Lifetime Data Anal. 1996;2(3):277-89. doi: 10.1007/BF00128978.
Because of limitations of the univariate frailty model in analysis of multivariate survival data, a bivariate frailty model is introduced for the analysis of bivariate survival data. This provides tremendous flexibility especially in allowing negative associations between subjects within the same cluster. The approach involves incorporating into the model two possibly correlated frailties for each cluster. The bivariate lognormal distribution is used as the frailty distribution. The model is then generalized to multivariate survival data with two distinguished groups and also to alternating process data.

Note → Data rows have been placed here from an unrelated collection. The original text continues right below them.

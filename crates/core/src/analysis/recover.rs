use crate::analysis::{Sentiment, MAX_CONFIDENCE};
use crate::tone::Tone;
use regex::Regex;
use serde_json::{Map, Value};
use std::sync::LazyLock;

/// Partially recovered result. Fields left `None` are filled from the shared
/// defaults when the draft is finished.
#[derive(Debug, Default, PartialEq)]
pub(super) struct Draft {
    pub sentiment: Option<Sentiment>,
    pub confidence: Option<u8>,
    pub emotions: Vec<String>,
    pub analysis: Option<String>,
    pub confusing: Vec<String>,
    pub tone: Option<Tone>,
}

struct FieldPatterns {
    sentiment: Regex,
    confidence: Regex,
    emotions: Regex,
    quoted: Regex,
    tone: Regex,
}

static FIELD_PATTERNS: LazyLock<Result<FieldPatterns, regex::Error>> =
    LazyLock::new(compile_field_patterns);

fn compile_field_patterns() -> Result<FieldPatterns, regex::Error> {
    Ok(FieldPatterns {
        sentiment: Regex::new(r#"(?i)"sentiment"\s*:\s*"(positive|negative)""#)?,
        confidence: Regex::new(r#""confidence"\s*:\s*(\d+)"#)?,
        emotions: Regex::new(r#"(?s)"emotions"\s*:\s*\[(.*?)\]"#)?,
        quoted: Regex::new(r#""([^"]*)""#)?,
        tone: Regex::new(r#"(?i)"tone"\s*:\s*"(friendly|formal|excited|calm)""#)?,
    })
}

fn field_patterns() -> Result<&'static FieldPatterns, regex::Error> {
    FIELD_PATTERNS.as_ref().map_err(Clone::clone)
}

/// Greedy `{ ... }` span: first opening brace to last closing brace.
pub(super) fn json_span(raw: &str) -> Option<&str> {
    let start = raw.find('{')?;
    let end = raw.rfind('}')?;
    (end > start).then(|| &raw[start..=end])
}

/// Parses the span as JSON. Fields that are missing or outside their domain
/// are left for the defaults instead of rejecting the whole object.
pub(super) fn strict_json(span: &str) -> Option<Draft> {
    let value: Value = serde_json::from_str(span).ok()?;
    let obj = value.as_object()?;

    Some(Draft {
        sentiment: str_field(obj, "sentiment").and_then(|s| s.parse().ok()),
        confidence: obj.get("confidence").and_then(confidence_value),
        emotions: string_list(obj, "emotions"),
        analysis: str_field(obj, "analysis").map(str::to_owned),
        confusing: string_list(obj, "potentially_confusing_elements"),
        tone: str_field(obj, "tone").and_then(|s| s.trim().parse().ok()),
    })
}

fn str_field<'a>(obj: &'a Map<String, Value>, key: &str) -> Option<&'a str> {
    obj.get(key).and_then(Value::as_str)
}

fn string_list(obj: &Map<String, Value>, key: &str) -> Vec<String> {
    obj.get(key)
        .and_then(Value::as_array)
        .map(|items| {
            items
                .iter()
                .filter_map(Value::as_str)
                .map(str::to_owned)
                .collect()
        })
        .unwrap_or_default()
}

fn confidence_value(value: &Value) -> Option<u8> {
    let n = match value {
        Value::Number(n) => n.as_f64()?,
        Value::String(s) => s.trim().trim_end_matches('%').parse::<f64>().ok()?,
        _ => return None,
    };
    if !n.is_finite() {
        return None;
    }
    Some(n.round().clamp(0.0, f64::from(MAX_CONFIDENCE)) as u8)
}

/// Pulls individual fields out of a span that is JSON-shaped but does not
/// parse, typically because of unescaped quotes inside the free text. The
/// whole completion becomes the analysis text.
pub(super) fn field_recovery(raw: &str) -> Result<Draft, regex::Error> {
    let p = field_patterns()?;

    Ok(Draft {
        sentiment: recover_sentiment(p, raw),
        confidence: recover_confidence(p, raw),
        emotions: recover_emotions(p, raw),
        analysis: Some(raw.to_owned()),
        confusing: Vec::new(),
        tone: recover_tone(p, raw),
    })
}

/// No JSON structure at all: only an explicitly spelled-out tone is taken.
pub(super) fn plain_text(raw: &str) -> Result<Draft, regex::Error> {
    let p = field_patterns()?;

    Ok(Draft {
        analysis: Some(raw.to_owned()),
        tone: recover_tone(p, raw),
        ..Draft::default()
    })
}

fn recover_sentiment(p: &FieldPatterns, raw: &str) -> Option<Sentiment> {
    let found: Vec<Sentiment> = p
        .sentiment
        .captures_iter(raw)
        .filter_map(|c| c[1].parse().ok())
        .collect();

    [Sentiment::Positive, Sentiment::Negative]
        .into_iter()
        .find(|s| found.contains(s))
}

fn recover_confidence(p: &FieldPatterns, raw: &str) -> Option<u8> {
    let digits = p.confidence.captures(raw)?.get(1)?.as_str();
    let n: u64 = digits.parse().ok()?;
    Some(n.min(u64::from(MAX_CONFIDENCE)) as u8)
}

fn recover_emotions(p: &FieldPatterns, raw: &str) -> Vec<String> {
    let Some(inner) = p.emotions.captures(raw).and_then(|c| c.get(1)) else {
        return Vec::new();
    };
    let inner = inner.as_str();

    if let Ok(list) = serde_json::from_str::<Vec<String>>(&format!("[{inner}]")) {
        return list;
    }

    p.quoted
        .captures_iter(inner)
        .map(|c| c[1].to_owned())
        .collect()
}

fn recover_tone(p: &FieldPatterns, raw: &str) -> Option<Tone> {
    p.tone.captures(raw).and_then(|c| c[1].parse().ok())
}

A modified EM algorithm is developed with no requirement of specification of the baseline hazards. The estimators are generalized maximum likelihood estimators with subject-specific interpretation. The model is applied to a mental health study on evaluation of health policy effects for inpatient psychiatric care.
由于单变量脆弱模型在多变量生存数据分析中存在局限性,因此引入了双变量脆弱模型来分析双变量生存数据。这提供了极大的灵活性,特别是在允许同一聚类内个体之间存在负相关关系方面。该方法涉及在模型中为每个聚类纳入两个可能相关的脆弱性。双变量对数正态分布被用作脆弱性分布。然后将该模型推广到具有两个不同组的多变量生存数据以及交替过程数据。开发了一种改进的期望最大化(EM)算法,无需指定基线风险。估计量是具有个体特定解释的广义最大似然估计量。该模型应用于一项关于评估住院精神科护理健康政策效果的心理健康研究。